Respectfully,
Frank Sanders
Green Energy Labs

Re conventional tokamaks I agree*, but this is the point I am making. The focus on the science, which demands comparison on different scales with as much kept similar as possible, and focus on scale rather than design improvements leads to the first main problems you talk about: large magnetic volumes, superconducting coils, huge cryostats and vacuum vessels.

On the other hand, the Spherical Tokamak power plant concept designs suggest you could get to a GW power plant on a machine that was approximately JET sized… (e.g. aspect ratio 1.6, major radius about 3m). For comparison ITER’s major radius is over 6m, DEMO even larger.

http://www.docstoc.com/docs/28084384/Development-of-the-Spherical-Tokamak-Power-Plant/

If the next big programme is building a bigger stellarator, a bigger tokamak, or a tokamak about the size of JET but differently shaped, guess which one the scientists (predominantly plasma physicists) driving the field are going to pick? Plus, in practice, you couldn’t just build a JET sized ST, you have to build the intermediate sized machines to check that power degredation scales as in conventional machines to get the funding: “show us it works in chunks of a 1bn over ten years”.

Ever since people trumpeted Fusion on Zeta, there has been a lot of conservatism in the field, the whole thing has gone down a rabbit hole of proving we can get MCF ignition without regard to whether we can do so usefully. We will probably get ignition, but in the least useful way imaginable.

R.e. Radioactive components is true of a fission device and less of an issue than people make out. Remote handling works ok, and while the activity is high, it does mean you are talking a 50-100 year problem according to colleagues in neturonics, rather than thousands of years. Of course the issues of neutronics and irradiation needs a lot more thought on blanket design, which not much work has been done on as we are all still chasing ever bigger plasmas…

The obsession with fusion being clean means the programme has skipped past hybrid fission fusion machines (actinide burners or fuel breeders) as an intermediate step. We could have done that with JET technology… whether this is better or worse than accelerators and whether you need it if you have a thorium cycle is also a valid question.

We can play the opportunity cost game on everything of course (depending on the assumptions and preferences), but it’s worth noting that the problem isn’t necesarily fusion or MCF conceptually, it’s where the people went into the programme decided to take it. It is possible if things had gone differently that people would now be questioning the need for thorium reactors or other methods for closing the fuel cycle because we have perfectly adequate fission/fusion hybrids that do this job.

But the fundamental point of your post, that ITER doesn’t scale to a good power station (based solely on requiring scalings of the materials rather than a better design) isn’t a fair representation of the field. I think most people working on ITER accept that once they have demonstrated ignition, you need several different DEMOs exploring different concepts.

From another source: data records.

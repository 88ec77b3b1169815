//! Core constants and unit helpers for the thrust calculator workspace.
//!
//! Performance tables carry characteristic and exhaust velocities in SI units while
//! the engine model works in US customary units (psi, in², lbf, lbm/s).

/// Physical constants.
pub mod constants {
    /// Newton's proportionality constant, lbm·ft/(lbf·s²).
    pub const GC_LBM_FT_LBF_S2: f64 = 32.174;
    /// Feet per metre, at the precision the tables are generated with.
    pub const FEET_PER_METRE: f64 = 3.28084;
    /// Sea-level standard atmosphere (psi).
    pub const SEA_LEVEL_PSI: f64 = 14.7;
}

/// Basic unit conversion helpers.
pub mod units {
    use super::constants::FEET_PER_METRE;

    /// Convert metres per second to feet per second.
    #[inline]
    pub fn ms_to_fts(v: f64) -> f64 {
        v * FEET_PER_METRE
    }

    /// Convert pounds-force to newtons.
    #[inline]
    pub fn lbf_to_n(v: f64) -> f64 {
        v * 4.448_221_615_260_5
    }
}

/// Rocket performance relations shared by the sizing and thrust paths.
pub mod relations {
    use super::constants::GC_LBM_FT_LBF_S2;
    use super::units::ms_to_fts;

    /// Thrust from the chamber-pressure form of the thrust equation, `F = Cf · Pc · At`.
    #[inline]
    pub fn thrust_lbf(
        thrust_coefficient: f64,
        chamber_pressure_psi: f64,
        throat_area_in2: f64,
    ) -> f64 {
        thrust_coefficient * chamber_pressure_psi * throat_area_in2
    }

    /// Throat area that produces `thrust_lbf` at the given `Cf` and `Pc`.
    #[inline]
    pub fn throat_area_in2(
        thrust_lbf: f64,
        thrust_coefficient: f64,
        chamber_pressure_psi: f64,
    ) -> f64 {
        thrust_lbf / (thrust_coefficient * chamber_pressure_psi)
    }

    /// Chamber pressure implied by a propellant flow through a choked throat,
    /// `Pc = ṁ · C* / (gc · At)` with `C*` supplied in m/s.
    #[inline]
    pub fn implied_chamber_pressure_psi(
        mass_flow_lbm_s: f64,
        cstar_m_s: f64,
        throat_area_in2: f64,
    ) -> f64 {
        (mass_flow_lbm_s * ms_to_fts(cstar_m_s)) / (GC_LBM_FT_LBF_S2 * throat_area_in2)
    }
}

#[cfg(test)]
mod tests {
    use super::relations::*;
    use super::units::*;

    #[test]
    fn velocity_converts_to_feet_per_second() {
        let v = 1_500.0;
        assert!((ms_to_fts(v) / 3.28084 - v).abs() < 1e-9);
        assert!((ms_to_fts(1.0) - 3.28084).abs() < 1e-12);
    }

    #[test]
    fn throat_area_inverts_thrust_equation() {
        let at = throat_area_in2(5_000.0, 1.6, 500.0);
        assert!((thrust_lbf(1.6, 500.0, at) - 5_000.0).abs() < 1e-9);
    }

    #[test]
    fn implied_pressure_scales_with_flow() {
        let p1 = implied_chamber_pressure_psi(10.0, 1_500.0, 5.0);
        let p2 = implied_chamber_pressure_psi(20.0, 1_500.0, 5.0);
        assert!((p2 - 2.0 * p1).abs() < 1e-9);
        assert!((p1 - 10.0 * 1_500.0 * 3.28084 / (32.174 * 5.0)).abs() < 1e-9);
    }
}
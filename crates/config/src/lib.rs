//! Engine configuration models and loaders.
//!
//! An engine file names the performance table, how the throat is sized, and a list
//! of operating points to evaluate. Files may be YAML or TOML; a directory is read
//! as a set of TOML files.

use std::fs::File;
use std::path::{Path, PathBuf};

use serde::Deserialize;
use thiserror::Error;
use thrust_core::constants::SEA_LEVEL_PSI;

/// One engine definition.
#[derive(Debug, Deserialize, Clone)]
pub struct EngineConfig {
    pub name: String,
    /// Performance table CSV. Relative paths resolve against the config file's directory.
    pub table: PathBuf,
    pub sizing: SizingConfig,
    #[serde(default)]
    pub operating_points: Vec<OperatingPointConfig>,
}

/// How the nozzle throat area is obtained.
#[derive(Debug, Deserialize, Clone, PartialEq)]
#[serde(tag = "type")]
pub enum SizingConfig {
    #[serde(rename = "throat_area")]
    ThroatArea { throat_area_in2: f64 },
    #[serde(rename = "design_point")]
    DesignPoint {
        thrust_lbf: f64,
        chamber_pressure_psi: f64,
        mixture_ratio: f64,
        #[serde(default = "sea_level_psi")]
        ambient_pressure_psi: f64,
    },
}

/// A single condition at which thrust is evaluated.
#[derive(Debug, Deserialize, Clone, PartialEq)]
#[serde(tag = "type")]
pub enum OperatingPointConfig {
    /// Chamber pressure and both propellant flows are known.
    #[serde(rename = "injector")]
    Injector {
        chamber_pressure_psi: f64,
        oxidizer_flow_lbm_s: f64,
        fuel_flow_lbm_s: f64,
        #[serde(default = "sea_level_psi")]
        ambient_pressure_psi: f64,
    },
    /// Only the total propellant flow and mixture ratio are known.
    #[serde(rename = "mass_flow")]
    MassFlow {
        total_flow_lbm_s: f64,
        mixture_ratio: f64,
        #[serde(default = "sea_level_psi")]
        ambient_pressure_psi: f64,
    },
}

fn sea_level_psi() -> f64 {
    SEA_LEVEL_PSI
}

/// Errors that can occur while loading configuration files.
#[derive(Debug, Error)]
pub enum ConfigError {
    #[error("failed to read config: {0}")]
    Io(#[from] std::io::Error),
    #[error("failed to parse YAML: {0}")]
    Parse(#[from] serde_yaml::Error),
    #[error("failed to parse TOML: {0}")]
    Toml(#[from] toml::de::Error),
    #[error("invalid engine config `{name}`: {reason}")]
    Invalid { name: String, reason: String },
}

impl EngineConfig {
    /// Check values the thrust model would reject later.
    pub fn validate(&self) -> Result<(), ConfigError> {
        let invalid = |reason: &str| ConfigError::Invalid {
            name: self.name.clone(),
            reason: reason.to_string(),
        };

        match &self.sizing {
            SizingConfig::ThroatArea { throat_area_in2 } if *throat_area_in2 <= 0.0 => {
                return Err(invalid("throat_area_in2 must be positive"));
            }
            SizingConfig::DesignPoint {
                thrust_lbf,
                chamber_pressure_psi,
                ..
            } if *thrust_lbf <= 0.0 || *chamber_pressure_psi <= 0.0 => {
                return Err(invalid(
                    "design thrust and chamber pressure must be positive",
                ));
            }
            _ => {}
        }

        for point in &self.operating_points {
            match point {
                OperatingPointConfig::Injector {
                    fuel_flow_lbm_s, ..
                } if *fuel_flow_lbm_s <= 0.0 => {
                    return Err(invalid("fuel_flow_lbm_s must be positive"));
                }
                OperatingPointConfig::MassFlow {
                    total_flow_lbm_s, ..
                } if *total_flow_lbm_s <= 0.0 => {
                    return Err(invalid("total_flow_lbm_s must be positive"));
                }
                _ => {}
            }
        }
        Ok(())
    }
}

/// Load and validate a single engine configuration file.
pub fn load_engine_config<P: AsRef<Path>>(path: P) -> Result<EngineConfig, ConfigError> {
    let path = path.as_ref();
    let mut config: EngineConfig = read_file(path)?;
    resolve_table_path(&mut config, path);
    config.validate()?;
    Ok(config)
}

/// Load engine configurations from a file or a directory of TOML files.
pub fn load_engine_configs<P: AsRef<Path>>(path: P) -> Result<Vec<EngineConfig>, ConfigError> {
    let path = path.as_ref();
    if path.is_dir() {
        let mut entries: Vec<PathBuf> = std::fs::read_dir(path)?
            .filter_map(|entry| entry.ok().map(|e| e.path()))
            .filter(|path| path.extension().map(|ext| ext == "toml").unwrap_or(false))
            .collect();
        entries.sort();
        entries.iter().map(load_engine_config).collect()
    } else {
        Ok(vec![load_engine_config(path)?])
    }
}

fn read_file<T>(path: &Path) -> Result<T, ConfigError>
where
    T: for<'de> Deserialize<'de>,
{
    if path.extension().map(|ext| ext == "toml").unwrap_or(false) {
        let contents = std::fs::read_to_string(path)?;
        Ok(toml::from_str(&contents)?)
    } else {
        let reader = File::open(path)?;
        Ok(serde_yaml::from_reader(reader)?)
    }
}

fn resolve_table_path(config: &mut EngineConfig, config_path: &Path) {
    if config.table.is_relative() {
        if let Some(parent) = config_path.parent() {
            config.table = parent.join(&config.table);
        }
    }
}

* (lets leave stellarators aside for the moment, from my perspective they solve a problem that no longer exists while introducing others, thought Stellerator/Tokamak hybrids like the now cancelled NCSX are interesting)

• a huge vacuum chamber
• a huge volume of magnetic field with an energy density toward the upper end of the range of laboratory NMR systems
• huge superconducting magnets to provide this field
• high thermal fluxes
• radioactive components
• first-wall neutron damage at a level expected to displace every atom in the material repeatedly before replacement

As a way to produce heat to boil water to drive steam turbines, this seems far from practical. I find it hard to imagine closing the gap between this class of system and, for example, the new generation of nuclear reactors, or solar photovoltaics, or solar thermal power systems, all of which are already being deployed. The general problems above apply to a wide range of MCF systems, not just to the tokamak configuration.

By the way, the main problem with pursuing this work, in my view, isn’t the monetary cost: It’s the opportunity cost of consuming the creative potential of excellent physicists and engineers. It is precisely the greatness of the technical achievements in this area that is the problem.

In the fullness of time and with the advent of radically less expensive manufacturing technologies, fusion power sources may well become important. The chief demand, though, may be in regions where the power flux from the big fusion machine at the center of the Solar System is attenuated by distance.

Unlike ITER or the exotic alternatives like Polywell, LFTR reactors seem to be mostly “plumbing”. Rather than being tested in 2030 LFTR seems to have been pretty well tested in the 1960′s and 70′s and to have been rejected for power generation more from military considerations than any economic/engineering analysis.

Is a revival of Thorium reactors a practical take on what fusion promised and failed to achieve?